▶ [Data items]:
*-*-*

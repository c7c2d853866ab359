use axum::{
    http::StatusCode,
    response::{IntoResponse, Response},
    Json,
};
use serde_json::{json, Value};
use thiserror::Error;

use crate::proxy_service::UpstreamError;

pub const INVALID_API_KEY: &str = "Invalid API key format. Must start with gsk_";
pub const INVALID_MESSAGES: &str = "Messages array is required and must not be empty";
pub const UPSTREAM_UNAVAILABLE: &str = "No response from Grok API. Service may be unavailable.";
pub const UPSTREAM_FAILED: &str = "API request failed";
pub const INTERNAL_ERROR: &str = "Internal server error";

/// 代理返回给调用方的所有错误
#[derive(Debug, Error)]
pub enum ProxyError {
    #[error("Invalid API key format. Must start with gsk_")]
    InvalidApiKey,

    #[error("Messages array is required and must not be empty")]
    InvalidMessages,

    /// 上游返回了非 2xx 响应
    #[error("upstream returned {status}: {message}")]
    Upstream {
        status: StatusCode,
        message: String,
        details: Value,
    },

    /// 上游没有响应 (连接失败、超时)
    #[error("No response from Grok API: {0}")]
    Unavailable(String),

    #[error("Internal server error: {0}")]
    Internal(String),

    /// 入站请求体不是合法 JSON
    #[error("malformed request body: {0}")]
    MalformedBody(String),
}

impl ProxyError {
    pub fn status(&self) -> StatusCode {
        match self {
            Self::InvalidApiKey | Self::InvalidMessages => StatusCode::BAD_REQUEST,
            Self::Upstream { status, .. } => *status,
            Self::Unavailable(_) => StatusCode::SERVICE_UNAVAILABLE,
            Self::Internal(_) | Self::MalformedBody(_) => StatusCode::INTERNAL_SERVER_ERROR,
        }
    }

    pub fn body(&self) -> Value {
        match self {
            Self::InvalidApiKey => json!({ "error": INVALID_API_KEY }),
            Self::InvalidMessages => json!({ "error": INVALID_MESSAGES }),
            Self::Upstream { message, details, .. } => json!({
                "error": message,
                "details": details,
            }),
            Self::Unavailable(details) => json!({
                "error": UPSTREAM_UNAVAILABLE,
                "details": details,
            }),
            Self::Internal(details) => json!({
                "error": INTERNAL_ERROR,
                "details": details,
            }),
            Self::MalformedBody(message) => json!({
                "error": INTERNAL_ERROR,
                "message": message,
            }),
        }
    }
}

impl From<UpstreamError> for ProxyError {
    fn from(err: UpstreamError) -> Self {
        match err {
            UpstreamError::Status { status, body } => {
                let message = body
                    .get("error")
                    .and_then(|e| e.get("message"))
                    .and_then(Value::as_str)
                    .filter(|m| !m.is_empty())
                    .unwrap_or(UPSTREAM_FAILED)
                    .to_string();
                Self::Upstream {
                    status: StatusCode::from_u16(status).unwrap_or(StatusCode::BAD_GATEWAY),
                    message,
                    details: body,
                }
            }
            UpstreamError::NoResponse(message) => Self::Unavailable(message),
            UpstreamError::Request(message) => Self::Internal(message),
        }
    }
}

impl IntoResponse for ProxyError {
    fn into_response(self) -> Response {
        let status = self.status();
        match &self {
            Self::InvalidApiKey | Self::InvalidMessages => {
                tracing::warn!(status = %status, "{}", self);
            }
            _ => tracing::error!(status = %status, "{}", self),
        }
        (status, Json(self.body())).into_response()
    }
}
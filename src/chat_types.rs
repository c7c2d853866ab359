use serde::Serialize;
use serde_json::{json, Value};

use crate::error::ProxyError;

pub const API_KEY_PREFIX: &str = "gsk_";
pub const DEFAULT_MODEL: &str = "grok-beta";
pub const DEFAULT_TEMPERATURE: f64 = 0.7;
pub const DEFAULT_MAX_TOKENS: u64 = 4000;

/// 经过校验的 /api/chat 请求
///
/// 模型参数不做类型检查，原样转发，由上游决定是否接受。
#[derive(Debug, Clone, PartialEq)]
pub struct ChatRequest {
    /// 消息原样转发，不解析 role/content
    pub messages: Vec<Value>,
    pub model: Option<Value>,
    pub temperature: Option<Value>,
    pub max_tokens: Option<Value>,
    pub api_key: String,
}

/// 发送给 Grok 的请求体
#[derive(Debug, Clone, PartialEq, Serialize)]
pub struct CompletionPayload {
    pub model: Value,
    pub messages: Vec<Value>,
    pub temperature: Value,
    pub max_tokens: Value,
    pub stream: bool,
}

impl ChatRequest {
    /// 按顺序校验：先 apiKey，再 messages
    pub fn from_body(body: &Value) -> Result<Self, ProxyError> {
        let api_key = match body.get("apiKey").and_then(Value::as_str) {
            Some(key) if key.starts_with(API_KEY_PREFIX) => key.to_string(),
            _ => return Err(ProxyError::InvalidApiKey),
        };

        let messages = match body.get("messages").and_then(Value::as_array) {
            Some(messages) if !messages.is_empty() => messages.clone(),
            _ => return Err(ProxyError::InvalidMessages),
        };

        Ok(Self {
            messages,
            model: body.get("model").cloned(),
            temperature: body.get("temperature").cloned(),
            max_tokens: body.get("max_tokens").cloned(),
            api_key,
        })
    }

    pub fn to_payload(&self) -> CompletionPayload {
        CompletionPayload {
            model: or_default(&self.model, json!(DEFAULT_MODEL)),
            messages: self.messages.clone(),
            temperature: or_default(&self.temperature, json!(DEFAULT_TEMPERATURE)),
            max_tokens: or_default(&self.max_tokens, json!(DEFAULT_MAX_TOKENS)),
            stream: false,
        }
    }
}

/// 缺失或"假值" (null、false、0、"") 时使用默认值
fn or_default(value: &Option<Value>, default: Value) -> Value {
    match value {
        Some(v) if !is_falsy(v) => v.clone(),
        _ => default,
    }
}

fn is_falsy(value: &Value) -> bool {
    match value {
        Value::Null => true,
        Value::Bool(b) => !b,
        Value::Number(n) => n.as_f64() == Some(0.0),
        Value::String(s) => s.is_empty(),
        Value::Array(_) | Value::Object(_) => false,
    }
}
use axum::{
    body::Bytes,
    extract::{ConnectInfo, Extension},
    http::{header, HeaderMap},
    Json,
};
use chrono::{SecondsFormat, Utc};
use serde_json::{json, Value};
use std::net::SocketAddr;
use std::sync::Arc;
use tracing::Instrument;
use uuid::Uuid;

use crate::chat_types::ChatRequest;
use crate::error::ProxyError;
use crate::proxy_service::UpstreamClient;

/// GET /
pub async fn index() -> Json<Value> {
    Json(json!({
        "status": "ok",
        "message": "Grok API Proxy Server is running",
        "endpoints": {
            "chat": "POST /api/chat",
            "health": "GET /health",
        },
    }))
}

/// GET /health
pub async fn health() -> Json<Value> {
    Json(json!({
        "status": "healthy",
        "timestamp": Utc::now().to_rfc3339_opts(SecondsFormat::Millis, true),
        "cors": "enabled",
    }))
}

/// 接收 /api/chat 的POST请求
pub async fn chat(
    ConnectInfo(addr): ConnectInfo<SocketAddr>,
    Extension(upstream): Extension<Arc<dyn UpstreamClient>>,
    headers: HeaderMap,
    body: Bytes,
) -> Result<Json<Value>, ProxyError> {
    let span = tracing::info_span!("chat", request_id = %Uuid::new_v4(), client = %addr);

    async move {
        tracing::info!("Received chat request");
        let body = if is_json_content_type(&headers) {
            parse_body(&body)?
        } else {
            tracing::debug!("Ignoring non-JSON request body");
            json!({})
        };
        relay_chat(&body, upstream.as_ref()).await.map(Json)
    }
    .instrument(span)
    .await
}

/// 只有 `application/json` (可带参数) 的请求体才会被解析
fn is_json_content_type(headers: &HeaderMap) -> bool {
    headers
        .get(header::CONTENT_TYPE)
        .and_then(|value| value.to_str().ok())
        .and_then(|value| value.split(';').next())
        .map(|mime| mime.trim().eq_ignore_ascii_case("application/json"))
        .unwrap_or(false)
}

/// 空请求体按 `{}` 处理，顶层只接受对象或数组
fn parse_body(raw: &[u8]) -> Result<Value, ProxyError> {
    if raw.iter().all(u8::is_ascii_whitespace) {
        return Ok(json!({}));
    }
    let body: Value =
        serde_json::from_slice(raw).map_err(|e| ProxyError::MalformedBody(e.to_string()))?;
    if !(body.is_object() || body.is_array()) {
        return Err(ProxyError::MalformedBody(
            "JSON body must be an object or an array".to_string(),
        ));
    }
    Ok(body)
}

/// 校验请求并转发给上游
///
/// 上游的 2xx 响应体原样返回，不再检查其内容。
pub async fn relay_chat(body: &Value, upstream: &dyn UpstreamClient) -> Result<Value, ProxyError> {
    let request = ChatRequest::from_body(body)?;

    tracing::info!(messages = request.messages.len(), "Processing request with {} messages", request.messages.len());

    let payload = request.to_payload();
    let response = upstream.complete(&request.api_key, &payload).await?;

    tracing::info!(model = %payload.model, "Grok API response received");
    Ok(response)
}
use axum::{
    extract::DefaultBodyLimit,
    routing::{get, post},
    Extension, Router,
};
use std::sync::Arc;
use tower_http::trace::TraceLayer;

pub mod chat_types;
pub mod config;
pub mod error;
pub mod handlers;
pub mod middleware;
pub mod proxy_service;

pub use config::AppConfig;
pub use error::ProxyError;
pub use proxy_service::{GrokClient, UpstreamClient, UpstreamError};

/// 构建路由，上游客户端由调用方注入
///
/// 返回的 Router 需要以 `into_make_service_with_connect_info::<SocketAddr>()` 方式运行。
pub fn app(upstream: Arc<dyn UpstreamClient>) -> Router {
    Router::new()
        .route("/", get(handlers::index))
        .route("/health", get(handlers::health))
        .route("/api/chat", post(handlers::chat))
        .layer(Extension(upstream))
        .layer(
            tower::ServiceBuilder::new()
                .layer(TraceLayer::new_for_http())
                .layer(middleware::cors_layer())
                .layer(DefaultBodyLimit::max(config::MAX_BODY_BYTES)),
        )
}
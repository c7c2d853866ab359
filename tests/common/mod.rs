#![allow(dead_code)]

use std::net::SocketAddr;
use std::sync::Arc;
use std::time::Duration;

use grok_proxy::{app, AppConfig, GrokClient, UpstreamClient};
use serde_json::{json, Value};
use wiremock::matchers::{header, method, path};
use wiremock::{Mock, MockServer, ResponseTemplate};

pub const UPSTREAM_PATH: &str = "/v1/chat/completions";
pub const TEST_KEY: &str = "gsk_test";

pub struct TestHarness {
    pub mock_server: MockServer,
    pub addr: SocketAddr,
    pub client: reqwest::Client,
}

impl TestHarness {
    pub async fn new() -> Self {
        Self::with_timeout(Duration::from_secs(60)).await
    }

    pub async fn with_timeout(timeout: Duration) -> Self {
        let mock_server = MockServer::start().await;
        let config = AppConfig::default()
            .with_upstream_url(format!("{}{}", mock_server.uri(), UPSTREAM_PATH))
            .with_upstream_timeout(timeout);
        let upstream: Arc<dyn UpstreamClient> = Arc::new(GrokClient::new(&config).unwrap());
        let addr = start_server(upstream);

        Self {
            mock_server,
            addr,
            client: reqwest::Client::new(),
        }
    }

    pub fn url(&self, route: &str) -> String {
        format!("http://{}{}", self.addr, route)
    }

    pub async fn post_chat(&self, body: Value) -> reqwest::Response {
        self.client
            .post(self.url("/api/chat"))
            .json(&body)
            .send()
            .await
            .expect("failed to send request")
    }

    pub async fn mount_json_response(&self, status: u16, response: Value) {
        Mock::given(method("POST"))
            .and(path(UPSTREAM_PATH))
            .and(header("Authorization", "Bearer gsk_test"))
            .and(header("Content-Type", "application/json"))
            .respond_with(ResponseTemplate::new(status).set_body_json(&response))
            .expect(1)
            .mount(&self.mock_server)
            .await;
    }

    pub async fn mount_delayed_response(&self, delay: Duration) {
        Mock::given(method("POST"))
            .and(path(UPSTREAM_PATH))
            .respond_with(
                ResponseTemplate::new(200)
                    .set_body_json(json!({ "id": "late" }))
                    .set_delay(delay),
            )
            .expect(1)
            .mount(&self.mock_server)
            .await;
    }

    /// 断言上游一次都没有被调用
    pub async fn expect_no_upstream_calls(&self) {
        Mock::given(method("POST"))
            .respond_with(ResponseTemplate::new(500))
            .expect(0)
            .mount(&self.mock_server)
            .await;
    }
}

fn start_server(upstream: Arc<dyn UpstreamClient>) -> SocketAddr {
    let listener = std::net::TcpListener::bind("127.0.0.1:0").unwrap();
    let addr = listener.local_addr().unwrap();
    let router = app(upstream);

    tokio::spawn(async move {
        axum::Server::from_tcp(listener)
            .unwrap()
            .serve(router.into_make_service_with_connect_info::<SocketAddr>())
            .await
            .unwrap();
    });

    addr
}

pub fn simple_chat() -> Value {
    json!({
        "apiKey": TEST_KEY,
        "messages": [{ "role": "user", "content": "hi" }],
    })
}

pub fn completion_response(id: &str, content: &str) -> Value {
    json!({
        "id": id,
        "object": "chat.completion",
        "model": "grok-beta",
        "choices": [{
            "index": 0,
            "message": { "role": "assistant", "content": content },
            "finish_reason": "stop"
        }],
        "usage": { "prompt_tokens": 10, "completion_tokens": 1, "total_tokens": 11 }
    })
}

*-*-*

▶ [WORK INSTRUCTIONS]: Go through the data above and copy each line in which "tracing" appears.

▶ [TASK RESULT]:
                tracing::warn!(status = %status, "{}", self);
            _ => tracing::error!(status = %status, "{}", self),
use tracing::Instrument;
    let span = tracing::info_span!("chat", request_id = %Uuid::new_v4(), client = %addr);
        tracing::info!("Received chat request");
            tracing::debug!("Ignoring non-JSON request body");
    tracing::info!(messages = request.messages.len(), "Processing request with {} messages", request.messages.len());
    tracing::info!(model = %payload.model, "Grok API response received");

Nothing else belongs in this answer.